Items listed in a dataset

##############################

//! Render and handler contexts - the variables an expression can see.
//!
//! Resolution order for an identifier:
//!
//! 1. computed accessors of the component type
//! 2. state keys
//! 3. `event` and `state`, inside event handlers only
//!
//! Anything else is a reference error.

use crate::dom::{Document, Event, EventTarget};
use crate::error::EvalError;
use crate::expr::{Scope, root_name};
use crate::state::StateRef;
use crate::types::{PathKey, Value};

use super::instance::Component;

/// Variable scope for one render or one handler invocation.
pub struct Context<'a> {
    component: &'a Component,
    state: StateRef,
    event: Option<&'a Event>,
}

impl<'a> Context<'a> {
    pub(crate) fn new(component: &'a Component, event: Option<&'a Event>) -> Self {
        Self {
            component,
            state: component.state(),
            event,
        }
    }

    pub fn component(&self) -> &Component {
        self.component
    }

    pub fn state(&self) -> &StateRef {
        &self.state
    }

    /// The event being handled, if any.
    pub fn event(&self) -> Option<&Event> {
        self.event
    }

    /// Resolve `name` as an expression would; undeclared names read as `undefined`.
    pub fn get(&self, name: &str) -> Value {
        self.lookup(name).unwrap_or_default()
    }
}

/// The `event` variable seen by inline handlers.
///
/// A snapshot: `target` and `currentTarget` carry the element fields
/// handlers usually read. The cancellation methods are routed to the live
/// event by [`Context::call_member`].
fn event_value(doc: &Document, event: &Event) -> Value {
    Value::from_pairs([
        ("type", Value::from(event.kind())),
        ("detail", event.detail().clone()),
        ("bubbles", Value::from(event.bubbles())),
        ("defaultPrevented", Value::from(event.default_prevented())),
        ("target", target_value(doc, event.target())),
        ("currentTarget", target_value(doc, event.current_target())),
    ])
}

fn target_value(doc: &Document, target: Option<EventTarget>) -> Value {
    let node = match target {
        Some(EventTarget::Node(node)) if doc.is_element(node) => node,
        _ => return Value::Null,
    };
    Value::from_pairs([
        ("id", Value::from(doc.get_attribute(node, "id").unwrap_or_default())),
        ("tagName", Value::from(doc.tag_name(node))),
        ("type", Value::from(doc.input_type(node))),
        ("name", Value::from(doc.get_attribute(node, "name").unwrap_or_default())),
        ("className", Value::from(doc.class_name(node))),
        ("value", Value::from(doc.value(node))),
        ("checked", Value::from(doc.checked(node))),
        ("textContent", Value::from(doc.text_content(node))),
    ])
}

impl Scope for Context<'_> {
    fn lookup(&self, name: &str) -> Option<Value> {
        if let Some(computed) = self.component.definition().computed.get(name) {
            return Some(computed(self));
        }
        if self.state.contains_key(name) {
            return Some(self.state.get_value(name));
        }
        match (name, self.event) {
            ("event", Some(event)) => Some(event_value(self.component.runtime().document(), event)),
            ("state", Some(_)) => Some(self.state.value()),
            _ => None,
        }
    }

    fn assign(&self, path: &[PathKey], value: Value) -> Result<(), EvalError> {
        let root = root_name(path);
        if self.state.contains_key(&root) {
            return Ok(self.state.assign_path(path, value)?);
        }
        if self.component.definition().computed.contains_key(&root) {
            return Err(EvalError::Type(format!("cannot assign to computed '{}'", root)));
        }
        if root == "state" && self.event.is_some() {
            return match &path[1..] {
                [] => Err(EvalError::NotAssignable),
                rest => Ok(self.state.assign_path(rest, value)?),
            };
        }
        Err(EvalError::Reference(root))
    }

    fn call(&self, name: &str, args: &[Value]) -> Option<Result<Value, EvalError>> {
        let definition = self.component.definition();
        if let Some(function) = definition.functions.get(name) {
            return Some(Ok(function(self, args)));
        }
        let method = definition.methods.get(name)?;
        match self.event {
            Some(event) => method(self.component, event, &self.state),
            None => method(self.component, &Event::new("call"), &self.state),
        }
        Some(Ok(Value::Undefined))
    }

    fn call_member(&self, path: &[PathKey], name: &str, _args: &[Value]) -> Option<Result<Value, EvalError>> {
        let event = self.event?;
        // A state key named `event` shadows the handler's event.
        if path != [PathKey::Key("event".into())] || self.lookup_shadows_event() {
            return None;
        }
        match name {
            "preventDefault" => event.prevent_default(),
            "stopPropagation" => event.stop_propagation(),
            "stopImmediatePropagation" => event.stop_immediate_propagation(),
            _ => return None,
        }
        Some(Ok(Value::Undefined))
    }
}

impl Context<'_> {
    fn lookup_shadows_event(&self) -> bool {
        self.component.definition().computed.contains_key("event") || self.state.contains_key("event")
    }
}
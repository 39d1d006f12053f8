//! Platform capabilities - the deferred-work seam.
//!
//! The scheduler never runs work on its own; it hands a task to whatever
//! [`Microtasks`] implementation the host provides. A browser host would
//! forward to `queueMicrotask`; native hosts and tests use
//! [`MicrotaskQueue`] and drain it once the current synchronous turn ends.

use std::cell::{Cell, RefCell};
use std::collections::VecDeque;

/// A unit of deferred work.
pub type Microtask = Box<dyn FnOnce()>;

/// Host facility that runs a task after the current synchronous call stack
/// completes and before the next timer or I/O callback.
pub trait Microtasks {
    fn queue_microtask(&self, task: Microtask);
}

// =============================================================================
// MicrotaskQueue
// =============================================================================

/// Single-threaded FIFO microtask queue.
///
/// The host calls [`run_until_idle`](Self::run_until_idle) at the end of
/// each turn. Tasks queued while draining run in the same drain, after the
/// tasks already waiting.
#[derive(Default)]
pub struct MicrotaskQueue {
    tasks: RefCell<VecDeque<Microtask>>,
    draining: Cell<bool>,
}

impl MicrotaskQueue {
    /// Create an empty queue.
    pub fn new() -> Self {
        Self::default()
    }

    /// Number of tasks waiting.
    pub fn len(&self) -> usize {
        self.tasks.borrow().len()
    }

    /// Check if no task is waiting.
    pub fn is_empty(&self) -> bool {
        self.tasks.borrow().is_empty()
    }

    /// Run tasks until the queue is empty. Returns how many ran.
    ///
    /// Re-entrant calls (a task draining the queue it runs on) return 0;
    /// the outer drain picks the work up.
    pub fn run_until_idle(&self) -> usize {
        if self.draining.replace(true) {
            return 0;
        }
        let mut ran = 0;
        loop {
            // Pop before running so tasks can queue more work.
            let task = self.tasks.borrow_mut().pop_front();
            match task {
                Some(task) => {
                    task();
                    ran += 1;
                }
                None => break,
            }
        }
        self.draining.set(false);
        ran
    }

    /// End the current turn. Alias of [`run_until_idle`](Self::run_until_idle).
    pub fn tick(&self) -> usize {
        self.run_until_idle()
    }
}

impl Microtasks for MicrotaskQueue {
    fn queue_microtask(&self, task: Microtask) {
        self.tasks.borrow_mut().push_back(task);
    }
}
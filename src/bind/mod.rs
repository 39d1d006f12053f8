//! Bind Module - Markup attributes to live bindings
//!
//! - **Directives** (`:text`, `:class`, `:model`, ...) - compiled once,
//!   re-applied on every render
//! - **Events** (`@click.stop.prevent`) - registered once under the
//!   component's abort signal
//! - **Class lists** - the token combinator behind `:class`

pub mod class_list;
pub mod directive;
pub mod event;
pub mod model;

pub use class_list::{class_tokens, combine};
pub use directive::{BOOLEAN_ATTRIBUTES, Directive, DirectiveKind};
pub use event::{EventBinding, Handler, Modifiers};
pub use model::ModelKind;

##############################

● Task to carry out
Transcribe the entries above so that nothing in them differs from the original.

● Exercise result
//! Render and handler contexts - the variables an expression can see.
//!
//! Resolution order for an identifier:
//!
//! 1. computed accessors of the component type
//! 2. state keys
//! 3. `event` and `state`, inside event handlers only
//!
//! Anything else is a reference error.

use crate::dom::{Document, Event, EventTarget};
use crate::error::EvalError;
use crate::expr::{Scope, root_name};
use crate::state::StateRef;
use crate::types::{PathKey, Value};

use super::instance::Component;

/// Variable scope for one render or one handler invocation.
pub struct Context<'a> {
    component: &'a Component,
    state: StateRef,
    event: Option<&'a Event>,
}

impl<'a> Context<'a> {
    pub(crate) fn new(component: &'a Component, event: Option<&'a Event>) -> Self {
        Self {
            component,
            state: component.state(),
            event,
        }
    }

    pub fn component(&self) -> &Component {
        self.component
    }

    pub fn state(&self) -> &StateRef {
        &self.state
    }

    /// The event being handled, if any.
    pub fn event(&self) -> Option<&Event> {
        self.event
    }

    /// Resolve `name` as an expression would; undeclared names read as `undefined`.
    pub fn get(&self, name: &str) -> Value {
        self.lookup(name).unwrap_or_default()
    }
}

/// The `event` variable seen by inline handlers.
///
/// A snapshot: `target` and `currentTarget` carry the element fields
/// handlers usually read. The cancellation methods are routed to the live
/// event by [`Context::call_member`].
fn event_value(doc: &Document, event: &Event) -> Value {
    Value::from_pairs([
        ("type", Value::from(event.kind())),
        ("detail", event.detail().clone()),
        ("bubbles", Value::from(event.bubbles())),
        ("defaultPrevented", Value::from(event.default_prevented())),
        ("target", target_value(doc, event.target())),
        ("currentTarget", target_value(doc, event.current_target())),
    ])
}

fn target_value(doc: &Document, target: Option<EventTarget>) -> Value {
    let node = match target {
        Some(EventTarget::Node(node)) if doc.is_element(node) => node,
        _ => return Value::Null,
    };
    Value::from_pairs([
        ("id", Value::from(doc.get_attribute(node, "id").unwrap_or_default())),
        ("tagName", Value::from(doc.tag_name(node))),
        ("type", Value::from(doc.input_type(node))),
        ("name", Value::from(doc.get_attribute(node, "name").unwrap_or_default())),
        ("className", Value::from(doc.class_name(node))),
        ("value", Value::from(doc.value(node))),
        ("checked", Value::from(doc.checked(node))),
        ("textContent", Value::from(doc.text_content(node))),
    ])
}

impl Scope for Context<'_> {
    fn lookup(&self, name: &str) -> Option<Value> {
        if let Some(computed) = self.component.definition().computed.get(name) {
            return Some(computed(self));
        }
        if self.state.contains_key(name) {
            return Some(self.state.get_value(name));
        }
        match (name, self.event) {
            ("event", Some(event)) => Some(event_value(self.component.runtime().document(), event)),
            ("state", Some(_)) => Some(self.state.value()),
            _ => None,
        }
    }

    fn assign(&self, path: &[PathKey], value: Value) -> Result<(), EvalError> {
        let root = root_name(path);
        if self.state.contains_key(&root) {
            return Ok(self.state.assign_path(path, value)?);
        }
        if self.component.definition().computed.contains_key(&root) {
            return Err(EvalError::Type(format!("cannot assign to computed '{}'", root)));
        }
        if root == "state" && self.event.is_some() {
            return match &path[1..] {
                [] => Err(EvalError::NotAssignable),
                rest => Ok(self.state.assign_path(rest, value)?),
            };
        }
        Err(EvalError::Reference(root))
    }

    fn call(&self, name: &str, args: &[Value]) -> Option<Result<Value, EvalError>> {
        let definition = self.component.definition();
        if let Some(function) = definition.functions.get(name) {
            return Some(Ok(function(self, args)));
        }
        let method = definition.methods.get(name)?;
        match self.event {
            Some(event) => method(self.component, event, &self.state),
            None => method(self.component, &Event::new("call"), &self.state),
        }
        Some(Ok(Value::Undefined))
    }

    fn call_member(&self, path: &[PathKey], name: &str, _args: &[Value]) -> Option<Result<Value, EvalError>> {
        let event = self.event?;
        // A state key named `event` shadows the handler's event.
        if path != [PathKey::Key("event".into())] || self.lookup_shadows_event() {
            return None;
        }
        match name {
            "preventDefault" => event.prevent_default(),
            "stopPropagation" => event.stop_propagation(),
            "stopImmediatePropagation" => event.stop_immediate_propagation(),
            _ => return None,
        }
        Some(Ok(Value::Undefined))
    }
}

impl Context<'_> {
    fn lookup_shadows_event(&self) -> bool {
        self.component.definition().computed.contains_key("event") || self.state.contains_key("event")
    }
}
repository 39d1d006f12053f8
//! Platform capabilities - the deferred-work seam.
//!
//! The scheduler never runs work on its own; it hands a task to whatever
//! [`Microtasks`] implementation the host provides. A browser host would
//! forward to `queueMicrotask`; native hosts and tests use
//! [`MicrotaskQueue`] and drain it once the current synchronous turn ends.

use std::cell::{Cell, RefCell};
use std::collections::VecDeque;

/// A unit of deferred work.
pub type Microtask = Box<dyn FnOnce()>;

/// Host facility that runs a task after the current synchronous call stack
/// completes and before the next timer or I/O callback.
pub trait Microtasks {
    fn queue_microtask(&self, task: Microtask);
}

// =============================================================================
// MicrotaskQueue
// =============================================================================

/// Single-threaded FIFO microtask queue.
///
/// The host calls [`run_until_idle`](Self::run_until_idle) at the end of
/// each turn. Tasks queued while draining run in the same drain, after the
/// tasks already waiting.
#[derive(Default)]
pub struct MicrotaskQueue {
    tasks: RefCell<VecDeque<Microtask>>,
    draining: Cell<bool>,
}

impl MicrotaskQueue {
    /// Create an empty queue.
    pub fn new() -> Self {
        Self::default()
    }

    /// Number of tasks waiting.
    pub fn len(&self) -> usize {
        self.tasks.borrow().len()
    }

    /// Check if no task is waiting.
    pub fn is_empty(&self) -> bool {
        self.tasks.borrow().is_empty()
    }

    /// Run tasks until the queue is empty. Returns how many ran.
    ///
    /// Re-entrant calls (a task draining the queue it runs on) return 0;
    /// the outer drain picks the work up.
    pub fn run_until_idle(&self) -> usize {
        if self.draining.replace(true) {
            return 0;
        }
        let mut ran = 0;
        loop {
            // Pop before running so tasks can queue more work.
            let task = self.tasks.borrow_mut().pop_front();
            match task {
                Some(task) => {
                    task();
                    ran += 1;
                }
                None => break,
            }
        }
        self.draining.set(false);
        ran
    }

    /// End the current turn. Alias of [`run_until_idle`](Self::run_until_idle).
    pub fn tick(&self) -> usize {
        self.run_until_idle()
    }
}

impl Microtasks for MicrotaskQueue {
    fn queue_microtask(&self, task: Microtask) {
        self.tasks.borrow_mut().push_back(task);
    }
}
filename src/bind/mod.rs
repository 39d1d006f12053f8
//! Bind Module - Markup attributes to live bindings
//!
//! - **Directives** (`:text`, `:class`, `:model`, ...) - compiled once,
//!   re-applied on every render
//! - **Events** (`@click.stop.prevent`) - registered once under the
//!   component's abort signal
//! - **Class lists** - the token combinator behind `:class`

pub mod class_list;
pub mod directive;
pub mod event;
pub mod model;

pub use class_list::{class_tokens, combine};
pub use directive::{BOOLEAN_ATTRIBUTES, Directive, DirectiveKind};
pub use event::{EventBinding, Handler, Modifiers};
pub use model::ModelKind;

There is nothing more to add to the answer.